Segundo dados do Ministério da Saúde, atualmente, mais de 2,4 mil pacientes estão em tratamento com a nova terapia no sistema público. Na rede privada, o preço de uma caixa do medicamento gira em torno de R$ 194,5 mil, o que pode resultar em um custo anual de até R$ 2,5 milhões por paciente.
Além da redução nas internações, o uso do Trikafta também levou a uma diminuição de até 91,6% na necessidade de oxigenioterapia domiciliar entre os pacientes. O estudo revelou um aumento médio de 10 a 14 pontos na função pulmonar, redução dos ciclos de inflamação e infecção, e uma diminuição de 66,7% no uso de antibióticos sistêmicos. Os resultados também indicam melhorias no estado nutricional dos pacientes.
O estudo, realizado ao longo de um ano, avaliou 647 pessoas, incluindo crianças, adolescentes e adultos, que estavam sob tratamento com a combinação de medicamentos elexacaftor, tezacaftor e ivacaftor, conhecidos como Trikafta. O acompanhamento foi feito em 39 centros de referência em todo o Brasil.

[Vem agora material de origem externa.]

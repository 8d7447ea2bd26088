#![forbid(unsafe_code)]

use std::collections::HashMap;

use ff_core::{AggregationError, DataType, Tensor, TensorData, TensorShape};

/// First four bytes of every federated checkpoint. Readers compare the
/// exact bytes.
pub const CHECKPOINT_MAGIC: [u8; 4] = *b"FCC\x00";

const DTYPE_FIELD: u64 = 1;
const DIM_SIZES_FIELD: u64 = 2;
const INT32_PAYLOAD_FIELD: u64 = 3;
const INT64_PAYLOAD_FIELD: u64 = 4;
const FLOAT_PAYLOAD_FIELD: u64 = 5;
const DOUBLE_PAYLOAD_FIELD: u64 = 6;
const STRING_PAYLOAD_FIELD: u64 = 7;

const WIRE_VARINT: u64 = 0;
const WIRE_LENGTH_DELIMITED: u64 = 2;

fn dtype_code(dtype: DataType) -> u64 {
    match dtype {
        DataType::Invalid => 0,
        DataType::Int32 => 1,
        DataType::Int64 => 2,
        DataType::Float => 3,
        DataType::Double => 4,
        DataType::String => 5,
    }
}

fn code_dtype(code: u64) -> Option<DataType> {
    match code {
        1 => Some(DataType::Int32),
        2 => Some(DataType::Int64),
        3 => Some(DataType::Float),
        4 => Some(DataType::Double),
        5 => Some(DataType::String),
        _ => None,
    }
}

fn write_varint(buf: &mut Vec<u8>, mut value: u64) {
    loop {
        let byte = (value & 0x7f) as u8;
        value >>= 7;
        if value == 0 {
            buf.push(byte);
            return;
        }
        buf.push(byte | 0x80);
    }
}

fn write_tag(buf: &mut Vec<u8>, field: u64, wire_type: u64) {
    write_varint(buf, (field << 3) | wire_type);
}

fn write_length_delimited(buf: &mut Vec<u8>, field: u64, payload: &[u8]) {
    write_tag(buf, field, WIRE_LENGTH_DELIMITED);
    write_varint(buf, payload.len() as u64);
    buf.extend_from_slice(payload);
}

struct ByteReader<'a> {
    bytes: &'a [u8],
}

impl<'a> ByteReader<'a> {
    fn new(bytes: &'a [u8]) -> Self {
        Self { bytes }
    }

    fn is_empty(&self) -> bool {
        self.bytes.is_empty()
    }

    fn read_bytes(&mut self, len: usize) -> Option<&'a [u8]> {
        if self.bytes.len() < len {
            return None;
        }
        let (head, tail) = self.bytes.split_at(len);
        self.bytes = tail;
        Some(head)
    }

    fn read_varint(&mut self) -> Option<u64> {
        let mut value = 0u64;
        for shift_index in 0..10 {
            let (&byte, tail) = self.bytes.split_first()?;
            self.bytes = tail;
            let payload = u64::from(byte & 0x7f);
            // The tenth byte only carries the final bit of a u64.
            if shift_index == 9 && byte > 0x01 {
                return None;
            }
            value |= payload << (shift_index * 7);
            if byte & 0x80 == 0 {
                return Some(value);
            }
        }
        None
    }
}

/// Serializes a tensor as the checkpoint sub-message: dtype, dim sizes,
/// and one packed payload field chosen by dtype.
fn encode_tensor_proto(tensor: &Tensor) -> Vec<u8> {
    let mut buf = Vec::new();
    write_tag(&mut buf, DTYPE_FIELD, WIRE_VARINT);
    write_varint(&mut buf, dtype_code(tensor.dtype()));

    let mut dims = Vec::new();
    for &dim in tensor.shape().dim_sizes() {
        write_varint(&mut dims, dim as u64);
    }
    write_length_delimited(&mut buf, DIM_SIZES_FIELD, &dims);

    let mut payload = Vec::new();
    match tensor.data() {
        TensorData::I32(values) => {
            for &value in values {
                write_varint(&mut payload, i64::from(value) as u64);
            }
            write_length_delimited(&mut buf, INT32_PAYLOAD_FIELD, &payload);
        }
        TensorData::I64(values) => {
            for &value in values {
                write_varint(&mut payload, value as u64);
            }
            write_length_delimited(&mut buf, INT64_PAYLOAD_FIELD, &payload);
        }
        TensorData::F32(values) => {
            for &value in values {
                payload.extend_from_slice(&value.to_le_bytes());
            }
            write_length_delimited(&mut buf, FLOAT_PAYLOAD_FIELD, &payload);
        }
        TensorData::F64(values) => {
            for &value in values {
                payload.extend_from_slice(&value.to_le_bytes());
            }
            write_length_delimited(&mut buf, DOUBLE_PAYLOAD_FIELD, &payload);
        }
        TensorData::Str(values) => {
            for value in values {
                write_length_delimited(&mut buf, STRING_PAYLOAD_FIELD, value.as_bytes());
            }
        }
    }
    buf
}

fn malformed(detail: impl Into<String>) -> AggregationError {
    AggregationError::invalid_argument(format!(
        "malformed tensor sub-message: {}",
        detail.into()
    ))
}

fn decode_tensor_proto(bytes: &[u8]) -> Result<Tensor, AggregationError> {
    let mut reader = ByteReader::new(bytes);
    let mut dtype = None;
    let mut dim_sizes: Vec<i64> = Vec::new();
    let mut data: Option<TensorData> = None;
    let mut string_values: Vec<String> = Vec::new();

    while !reader.is_empty() {
        let tag = reader
            .read_varint()
            .ok_or_else(|| malformed("truncated field tag"))?;
        let field = tag >> 3;
        let wire_type = tag & 0x7;
        match (field, wire_type) {
            (DTYPE_FIELD, WIRE_VARINT) => {
                let code = reader
                    .read_varint()
                    .ok_or_else(|| malformed("truncated dtype"))?;
                dtype = Some(
                    code_dtype(code).ok_or_else(|| malformed(format!("unknown dtype code {code}")))?,
                );
            }
            (DIM_SIZES_FIELD, WIRE_LENGTH_DELIMITED) => {
                let len = reader
                    .read_varint()
                    .ok_or_else(|| malformed("truncated dim sizes length"))?;
                let packed = reader
                    .read_bytes(len as usize)
                    .ok_or_else(|| malformed("truncated dim sizes"))?;
                let mut dims = ByteReader::new(packed);
                while !dims.is_empty() {
                    let dim = dims
                        .read_varint()
                        .ok_or_else(|| malformed("truncated dim size varint"))?
                        as i64;
                    if dim < 0 {
                        return Err(malformed(format!("negative dimension size {dim}")));
                    }
                    dim_sizes.push(dim);
                }
            }
            (INT32_PAYLOAD_FIELD, WIRE_LENGTH_DELIMITED) => {
                let values = read_packed_varints(&mut reader, "int32 payload")?;
                let mut narrowed = Vec::with_capacity(values.len());
                for value in values {
                    narrowed.push(i32::try_from(value).map_err(|_| {
                        malformed(format!("int32 payload value {value} out of range"))
                    })?);
                }
                set_payload(&mut data, TensorData::I32(narrowed))?;
            }
            (INT64_PAYLOAD_FIELD, WIRE_LENGTH_DELIMITED) => {
                let values = read_packed_varints(&mut reader, "int64 payload")?;
                set_payload(&mut data, TensorData::I64(values))?;
            }
            (FLOAT_PAYLOAD_FIELD, WIRE_LENGTH_DELIMITED) => {
                let packed = read_delimited(&mut reader, "float payload")?;
                if packed.len() % 4 != 0 {
                    return Err(malformed("float payload length is not a multiple of 4"));
                }
                let values = packed
                    .chunks_exact(4)
                    .map(|chunk| f32::from_le_bytes([chunk[0], chunk[1], chunk[2], chunk[3]]))
                    .collect();
                set_payload(&mut data, TensorData::F32(values))?;
            }
            (DOUBLE_PAYLOAD_FIELD, WIRE_LENGTH_DELIMITED) => {
                let packed = read_delimited(&mut reader, "double payload")?;
                if packed.len() % 8 != 0 {
                    return Err(malformed("double payload length is not a multiple of 8"));
                }
                let values = packed
                    .chunks_exact(8)
                    .map(|chunk| {
                        let mut bytes = [0u8; 8];
                        bytes.copy_from_slice(chunk);
                        f64::from_le_bytes(bytes)
                    })
                    .collect();
                set_payload(&mut data, TensorData::F64(values))?;
            }
            (STRING_PAYLOAD_FIELD, WIRE_LENGTH_DELIMITED) => {
                let bytes = read_delimited(&mut reader, "string payload")?;
                let value = std::str::from_utf8(bytes)
                    .map_err(|_| malformed("string payload is not valid UTF-8"))?;
                string_values.push(value.to_string());
            }
            (field, wire_type) => {
                return Err(malformed(format!(
                    "unexpected field {field} with wire type {wire_type}"
                )));
            }
        }
    }

    if !string_values.is_empty() {
        set_payload(&mut data, TensorData::Str(string_values))?;
    }
    let dtype = dtype.ok_or_else(|| malformed("missing dtype"))?;
    let data = data.unwrap_or_else(|| TensorData::empty(dtype));
    if data.dtype() != dtype {
        return Err(malformed(format!(
            "payload dtype {} does not match declared dtype {dtype}",
            data.dtype()
        )));
    }
    Tensor::create(dtype, TensorShape::new(dim_sizes), data)
        .map_err(|error| malformed(error.message().to_string()))
}

fn read_delimited<'a>(
    reader: &mut ByteReader<'a>,
    what: &str,
) -> Result<&'a [u8], AggregationError> {
    let len = reader
        .read_varint()
        .ok_or_else(|| malformed(format!("truncated {what} length")))?;
    reader
        .read_bytes(len as usize)
        .ok_or_else(|| malformed(format!("truncated {what}")))
}

fn read_packed_varints(
    reader: &mut ByteReader<'_>,
    what: &str,
) -> Result<Vec<i64>, AggregationError> {
    let packed = read_delimited(reader, what)?;
    let mut values = Vec::new();
    let mut packed_reader = ByteReader::new(packed);
    while !packed_reader.is_empty() {
        let value = packed_reader
            .read_varint()
            .ok_or_else(|| malformed(format!("truncated varint in {what}")))?;
        values.push(value as i64);
    }
    Ok(values)
}

fn set_payload(
    data: &mut Option<TensorData>,
    payload: TensorData,
) -> Result<(), AggregationError> {
    if data.is_some() {
        return Err(malformed("more than one payload field"));
    }
    *data = Some(payload);
    Ok(())
}

/// Writes a named-tensor checkpoint in the caller-provided order.
pub struct CheckpointBuilder {
    buffer: Vec<u8>,
}

impl Default for CheckpointBuilder {
    fn default() -> Self {
        Self::new()
    }
}

impl CheckpointBuilder {
    #[must_use]
    pub fn new() -> Self {
        Self {
            buffer: CHECKPOINT_MAGIC.to_vec(),
        }
    }

    /// Appends one named tensor. An empty name is reserved for the end
    /// marker and rejected.
    pub fn add(&mut self, name: &str, tensor: &Tensor) -> Result<(), AggregationError> {
        if name.is_empty() {
            return Err(AggregationError::invalid_argument(
                "CheckpointBuilder: tensor names must be nonempty",
            ));
        }
        write_varint(&mut self.buffer, name.len() as u64);
        self.buffer.extend_from_slice(name.as_bytes());
        let tensor_bytes = encode_tensor_proto(tensor);
        write_varint(&mut self.buffer, tensor_bytes.len() as u64);
        self.buffer.extend_from_slice(&tensor_bytes);
        Ok(())
    }

    #[must_use]
    pub fn build(mut self) -> Vec<u8> {
        write_varint(&mut self.buffer, 0);
        self.buffer
    }
}

/// Reads a named-tensor checkpoint into a by-name map. Framing damage
/// (bad magic, truncation) is `Internal`; a malformed tensor sub-message
/// is `InvalidArgument`.
#[derive(Debug)]
pub struct CheckpointParser {
    tensors: HashMap<String, Tensor>,
}

impl CheckpointParser {
    pub fn parse(bytes: &[u8]) -> Result<Self, AggregationError> {
        let mut reader = ByteReader::new(bytes);
        let header = reader.read_bytes(CHECKPOINT_MAGIC.len()).ok_or_else(|| {
            AggregationError::internal("unable to read checkpoint header")
        })?;
        if header != CHECKPOINT_MAGIC.as_slice() {
            return Err(AggregationError::internal(format!(
                "unsupported checkpoint format: header {header:02x?}"
            )));
        }

        let mut tensors = HashMap::new();
        loop {
            let name_len = reader.read_varint().ok_or_else(|| {
                AggregationError::internal("unable to read next tensor name size")
            })?;
            if name_len == 0 {
                break;
            }
            let name_bytes = reader.read_bytes(name_len as usize).ok_or_else(|| {
                AggregationError::internal("unable to read next tensor name")
            })?;
            let name = std::str::from_utf8(name_bytes)
                .map_err(|_| {
                    AggregationError::invalid_argument("tensor name is not valid UTF-8")
                })?
                .to_string();
            let tensor_len = reader.read_varint().ok_or_else(|| {
                AggregationError::internal(format!("unable to read tensor size for '{name}'"))
            })?;
            let tensor_bytes = reader.read_bytes(tensor_len as usize).ok_or_else(|| {
                AggregationError::internal(format!("unable to read tensor bytes for '{name}'"))
            })?;
            let tensor = decode_tensor_proto(tensor_bytes).map_err(|error| {
                AggregationError::new(
                    error.code(),
                    format!("tensor '{name}': {}", error.message()),
                )
            })?;
            if tensors.insert(name.clone(), tensor).is_some() {
                return Err(AggregationError::invalid_argument(format!(
                    "duplicate tensor name '{name}' in checkpoint"
                )));
            }
        }
        Ok(Self { tensors })
    }

    #[must_use]
    pub fn len(&self) -> usize {
        self.tensors.len()
    }

    #[must_use]
    pub fn is_empty(&self) -> bool {
        self.tensors.is_empty()
    }

    #[must_use]
    pub fn contains(&self, name: &str) -> bool {
        self.tensors.contains_key(name)
    }

    /// Moves the named tensor out of the parser.
    pub fn take_tensor(&mut self, name: &str) -> Result<Tensor, AggregationError> {
        self.tensors.remove(name).ok_or_else(|| {
            AggregationError::not_found(format!("no aggregation tensor found for name '{name}'"))
        })
    }

    #[must_use]
    pub fn into_tensors(self) -> HashMap<String, Tensor> {
        self.tensors
    }
}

Os pacientes podem retirar o Trikafta em farmácias de alto custo, mediante apresentação de receita médica emitida e carimbada por um especialista. O medicamento é administrado em casa, por via oral, conforme as diretrizes de tratamento que consideram o quadro clínico individual de cada paciente.
A fibrose cística é uma doença genética rara que provoca a produção de um muco espesso e pegajoso, obstruindo os pulmões e o sistema digestivo. Isso resulta em tosses frequentes, infecções respiratórias e dificuldades na digestão e ganho de peso.